There is an abstraction inversion,
whereby what is easier at the low-level is made harder at the Scheme level,
whereas what is harder at the low-level is mader easier at the Scheme level.
This accounts for an incompressible performance hit
when implementing Scheme in a dynamic environment,
as compared to implementing Common LISP, or other languages.

The pervasive possibility of non-linear continuations through call/cc
makes every use of mutable variables much more costly,
and prevents many program transformations and according optimizations,
including various forms of lambda-lifting.
Since non-linear call/cc makes life so hard for mutable variables,
that must be boxed out of the stack, it could have been expected
that a language with call/cc would explicitly separate the concepts
of variable binding and of mutable reference, as does SML/NJ;
in this respect, this lack of orthogonality can be considered
a legacy mistake in the Scheme design that was not done in ML.

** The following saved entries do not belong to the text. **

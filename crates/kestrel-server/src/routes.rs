// Copyright (c) 2025 Geoffrey Huntley <ghuntley@ghuntley.com>. All rights reserved.
// SPDX-License-Identifier: Proprietary

//! The route table and router assembly.
//!
//! Every route is described once, up front, by an [`Api`] record; the
//! router is built from those records at startup. Paths, body caps, and
//! timeouts are a stable external contract.

use std::time::Duration;

use axum::extract::DefaultBodyLimit;
use axum::routing::{delete, get, post, MethodRouter};
use axum::Router;
use tower_http::catch_panic::CatchPanicLayer;

use crate::error::ApiError;
use crate::handlers::{identities, keys, policies, system};
use crate::middleware;
use crate::AppState;

/// One route's contract: method, path, request body cap, and deadline.
#[derive(Debug, Clone, Copy, PartialEq, Eq)]
pub struct Api {
	pub method: &'static str,
	pub path: &'static str,
	pub max_body: usize,
	pub timeout: Duration,
}

impl Api {
	const fn new(method: &'static str, path: &'static str, max_body: usize, timeout_secs: u64) -> Self {
		Self {
			method,
			path,
			max_body,
			timeout: Duration::from_secs(timeout_secs),
		}
	}
}

const MIB: usize = 1024 * 1024;
const KIB: usize = 1024;

pub const VERSION: Api = Api::new("GET", "/version", 0, 15);
pub const STATUS: Api = Api::new("GET", "/v1/status", 0, 15);
pub const METRICS: Api = Api::new("GET", "/v1/metrics", 0, 15);

pub const KEY_CREATE: Api = Api::new("POST", "/v1/key/create/{name}", 0, 15);
pub const KEY_IMPORT: Api = Api::new("POST", "/v1/key/import/{name}", MIB, 15);
pub const KEY_DELETE: Api = Api::new("DELETE", "/v1/key/delete/{name}", 0, 15);
pub const KEY_GENERATE: Api = Api::new("POST", "/v1/key/generate/{name}", MIB, 15);
pub const KEY_ENCRYPT: Api = Api::new("POST", "/v1/key/encrypt/{name}", MIB, 15);
pub const KEY_DECRYPT: Api = Api::new("POST", "/v1/key/decrypt/{name}", MIB, 15);
pub const KEY_LIST: Api = Api::new("GET", "/v1/key/list/{pattern}", 0, 15);

pub const POLICY_CREATE: Api = Api::new("POST", "/v1/policy/create/{name}", MIB, 15);
pub const POLICY_READ: Api = Api::new("GET", "/v1/policy/read/{name}", 0, 15);
pub const POLICY_DELETE: Api = Api::new("DELETE", "/v1/policy/delete/{name}", 0, 15);
pub const POLICY_LIST: Api = Api::new("GET", "/v1/policy/list/{pattern}", 0, 15);
pub const POLICY_ASSIGN: Api = Api::new("POST", "/v1/policy/assign/{policy}", KIB, 15);

pub const IDENTITY_DESCRIBE: Api = Api::new("GET", "/v1/identity/describe/{id}", 0, 15);
pub const IDENTITY_SELF: Api = Api::new("GET", "/v1/identity/self/describe", 0, 15);
pub const IDENTITY_DELETE: Api = Api::new("DELETE", "/v1/identity/delete/{id}", 0, 15);
pub const IDENTITY_LIST: Api = Api::new("GET", "/v1/identity/list/{pattern}", 0, 15);

pub const SYS_SEAL: Api = Api::new("POST", "/v1/sys/seal", 0, 15);
pub const SYS_UNSEAL: Api = Api::new("POST", "/v1/sys/unseal", 0, 15);

/// Every route the server exposes.
pub const APIS: &[Api] = &[
	VERSION,
	STATUS,
	METRICS,
	KEY_CREATE,
	KEY_IMPORT,
	KEY_DELETE,
	KEY_GENERATE,
	KEY_ENCRYPT,
	KEY_DECRYPT,
	KEY_LIST,
	POLICY_CREATE,
	POLICY_READ,
	POLICY_DELETE,
	POLICY_LIST,
	POLICY_ASSIGN,
	IDENTITY_DESCRIBE,
	IDENTITY_SELF,
	IDENTITY_DELETE,
	IDENTITY_LIST,
	SYS_SEAL,
	SYS_UNSEAL,
];

/// Applies the per-route stages: body cap and deadline.
fn wrap(api: Api, handler: MethodRouter<AppState>) -> MethodRouter<AppState> {
	handler
		.layer(axum::middleware::from_fn_with_state(
			api.timeout,
			middleware::deadline,
		))
		.layer::<_, std::convert::Infallible>(axum::middleware::from_fn_with_state(
			api.max_body,
			middleware::enforce_max_body,
		))
		.layer(DefaultBodyLimit::max(api.max_body))
}

/// Builds the router once, at startup.
pub fn create_router(state: AppState) -> Router {
	// Reachable while sealed: version, status, unseal.
	let open = Router::new()
		.route(VERSION.path, wrap(VERSION, get(system::version)))
		.route(STATUS.path, wrap(STATUS, get(system::status)))
		.route(SYS_UNSEAL.path, wrap(SYS_UNSEAL, post(system::unseal)));

	let gated = Router::new()
		.route(METRICS.path, wrap(METRICS, get(system::metrics)))
		.route(SYS_SEAL.path, wrap(SYS_SEAL, post(system::seal)))
		.route(KEY_CREATE.path, wrap(KEY_CREATE, post(keys::create)))
		.route(KEY_IMPORT.path, wrap(KEY_IMPORT, post(keys::import)))
		.route(KEY_DELETE.path, wrap(KEY_DELETE, delete(keys::delete)))
		.route(KEY_GENERATE.path, wrap(KEY_GENERATE, post(keys::generate)))
		.route(KEY_ENCRYPT.path, wrap(KEY_ENCRYPT, post(keys::encrypt)))
		.route(KEY_DECRYPT.path, wrap(KEY_DECRYPT, post(keys::decrypt)))
		.route(KEY_LIST.path, wrap(KEY_LIST, get(keys::list)))
		.route(POLICY_CREATE.path, wrap(POLICY_CREATE, post(policies::create)))
		.route(POLICY_READ.path, wrap(POLICY_READ, get(policies::read)))
		.route(POLICY_DELETE.path, wrap(POLICY_DELETE, delete(policies::delete)))
		.route(POLICY_LIST.path, wrap(POLICY_LIST, get(policies::list)))
		.route(POLICY_ASSIGN.path, wrap(POLICY_ASSIGN, post(policies::assign)))
		.route(
			IDENTITY_DESCRIBE.path,
			wrap(IDENTITY_DESCRIBE, get(identities::describe)),
		)
		.route(
			IDENTITY_SELF.path,
			wrap(IDENTITY_SELF, get(identities::self_describe)),
		)
		.route(
			IDENTITY_DELETE.path,
			wrap(IDENTITY_DELETE, delete(identities::delete)),
		)
		.route(IDENTITY_LIST.path, wrap(IDENTITY_LIST, get(identities::list)))
		.layer(axum::middleware::from_fn_with_state(
			state.clone(),
			middleware::seal_gate,
		));

	// Global stages, inner to outer: response normalization, audit,
	// proxy unwrap, identity extraction, metrics, panic catch.
	Router::new()
		.merge(open)
		.merge(gated)
		.fallback(fallback)
		.layer(axum::middleware::from_fn(middleware::normalize_responses))
		.layer(axum::middleware::from_fn_with_state(
			state.clone(),
			middleware::audit_wrap,
		))
		.layer(axum::middleware::from_fn_with_state(
			state.clone(),
			middleware::proxy_unwrap,
		))
		.layer(axum::middleware::from_fn(middleware::identify))
		.layer(axum::middleware::from_fn(middleware::metrics_wrap))
		.layer(CatchPanicLayer::custom(middleware::handle_panic))
		.with_state(state)
}

async fn fallback() -> ApiError {
	ApiError::NotFound("resource")
}
// Copyright (c) 2025 Geoffrey Huntley <ghuntley@ghuntley.com>. All rights reserved.
// SPDX-License-Identifier: Proprietary

//! Mutual-TLS serving.
//!
//! axum does not terminate TLS, so the accept loop lives here: each
//! connection is handshaken with rustls, the peer's leaf certificate is
//! stashed as a request extension, and the connection is served by hyper
//! over the router. Client certificates are verified against the
//! configured CA set; peers without a certificate stay connected but
//! unauthenticated, which only ever reaches the version route.

use std::fs::File;
use std::io::BufReader;
use std::sync::Arc;

use axum::Router;
use hyper::body::Incoming;
use hyper::Request;
use hyper_util::rt::{TokioExecutor, TokioIo};
use rustls::pki_types::CertificateDer;
use rustls::server::WebPkiClientVerifier;
use rustls::RootCertStore;
use thiserror::Error;
use tokio::net::TcpListener;
use tokio_rustls::TlsAcceptor;
use tower::util::ServiceExt;
use tracing::{debug, info};

use kestrel_config::TlsConfig;

/// The peer's leaf certificate, as presented during the handshake.
/// `None` when the peer did not authenticate.
#[derive(Clone)]
pub struct PeerCertificate(pub Option<CertificateDer<'static>>);

#[derive(Debug, Error)]
pub enum TlsError {
	#[error("failed to read {path}: {source}")]
	Io {
		path: String,
		#[source]
		source: std::io::Error,
	},

	#[error("no private key found in {0}")]
	NoPrivateKey(String),

	#[error("invalid client CA bundle: {0}")]
	InvalidClientCa(String),

	#[error(transparent)]
	Rustls(#[from] rustls::Error),
}

/// Builds the rustls server configuration from PEM files on disk.
pub fn server_config(config: &TlsConfig) -> Result<rustls::ServerConfig, TlsError> {
	let certs = read_certs(&config.cert)?;
	let key = rustls_pemfile::private_key(&mut pem_reader(&config.key)?)
		.map_err(|e| TlsError::Io {
			path: config.key.clone(),
			source: e,
		})?
		.ok_or_else(|| TlsError::NoPrivateKey(config.key.clone()))?;

	let builder = rustls::ServerConfig::builder();
	let tls = match &config.client_ca {
		Some(ca_path) => {
			let mut roots = RootCertStore::empty();
			for cert in read_certs(ca_path)? {
				roots
					.add(cert)
					.map_err(|e| TlsError::InvalidClientCa(e.to_string()))?;
			}
			// Unauthenticated peers are admitted at the TLS layer and
			// rejected by policy; only `/version` answers them.
			let verifier = WebPkiClientVerifier::builder(Arc::new(roots))
				.allow_unauthenticated()
				.build()
				.map_err(|e| TlsError::InvalidClientCa(e.to_string()))?;
			builder
				.with_client_cert_verifier(verifier)
				.with_single_cert(certs, key)?
		}
		None => builder.with_no_client_auth().with_single_cert(certs, key)?,
	};
	Ok(tls)
}

fn pem_reader(path: &str) -> Result<BufReader<File>, TlsError> {
	File::open(path)
		.map(BufReader::new)
		.map_err(|e| TlsError::Io {
			path: path.to_string(),
			source: e,
		})
}

fn read_certs(path: &str) -> Result<Vec<CertificateDer<'static>>, TlsError> {
	rustls_pemfile::certs(&mut pem_reader(path)?)
		.collect::<Result<Vec<_>, _>>()
		.map_err(|e| TlsError::Io {
			path: path.to_string(),
			source: e,
		})
}

/// Accepts connections forever, one task per connection.
pub async fn serve(
	listener: TcpListener,
	tls: rustls::ServerConfig,
	app: Router,
) -> std::io::Result<()> {
	let acceptor = TlsAcceptor::from(Arc::new(tls));
	info!(addr = %listener.local_addr()?, "https server ready");

	loop {
		let (stream, remote) = listener.accept().await?;
		let acceptor = acceptor.clone();
		let app = app.clone();

		tokio::spawn(async move {
			let tls_stream = match acceptor.accept(stream).await {
				Ok(stream) => stream,
				Err(e) => {
					debug!(remote = %remote, error = %e, "TLS handshake failed");
					return;
				}
			};
			let peer = PeerCertificate(
				tls_stream
					.get_ref()
					.1
					.peer_certificates()
					.and_then(|chain| chain.first())
					.map(|cert| cert.clone().into_owned()),
			);

			let service = hyper::service::service_fn(move |mut req: Request<Incoming>| {
				req.extensions_mut().insert(peer.clone());
				let app = app.clone();
				async move { app.oneshot(req).await }
			});

			if let Err(e) = hyper_util::server::conn::auto::Builder::new(TokioExecutor::new())
				.serve_connection_with_upgrades(TokioIo::new(tls_stream), service)
				.await
			{
				debug!(remote = %remote, error = %e, "connection closed with error");
			}
		});
	}
}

Because there is no way to declare special properties ofa programs,
Scheme forces the implementation to always pay the price
for the rare general case.
This makes it very important for optimizing implementations
to perform as good analyses as possible for variable mutability,
object escape, object linearity, etc.
Foremost, escaping continuations must be identified.
Linear continuations and linear objects must be identified
(an object can only be linear if so is the continuation that uses it).
Mutable variables can be optimized on stack
in presence of linear continuation.
Now, proving that a continuation will stay linear is difficult:
every use of a functions stored in shared mutable bindings,
especially global bindings, and including standard predefined functions,
is a "contamination" point where a continuation may be captured.
Contamination may only be avoided by "protecting" use of the function
with a binding of unescaping variables with early values of the functions,
assuming we can trust "initial" values of such functions.
Higher-order functions that execute functions passed in arguments
or in data-structures will also have a lot of trouble to guarantee
linearity of its execution.
All in all, optimizing code written in a "normal" style is impossible
in presence of separate compilation, incremental compilation,
dynamic EVALuation, or otherwise capture of often-used global bindings.
In absence of a way to explicitly declare properties of
type, mutability, linearity, escape, etc,
only a STAtic Language ImplementatioN may prove that continuations
will stay linear and optimize Scheme in a correct way.


It is argued that call/cc can be used to implementing
exceptions (catch and throw) and threads,
but these would have been more than satisfied with linear continuations
(also, space-safe threads also want a way to reset the cc to null).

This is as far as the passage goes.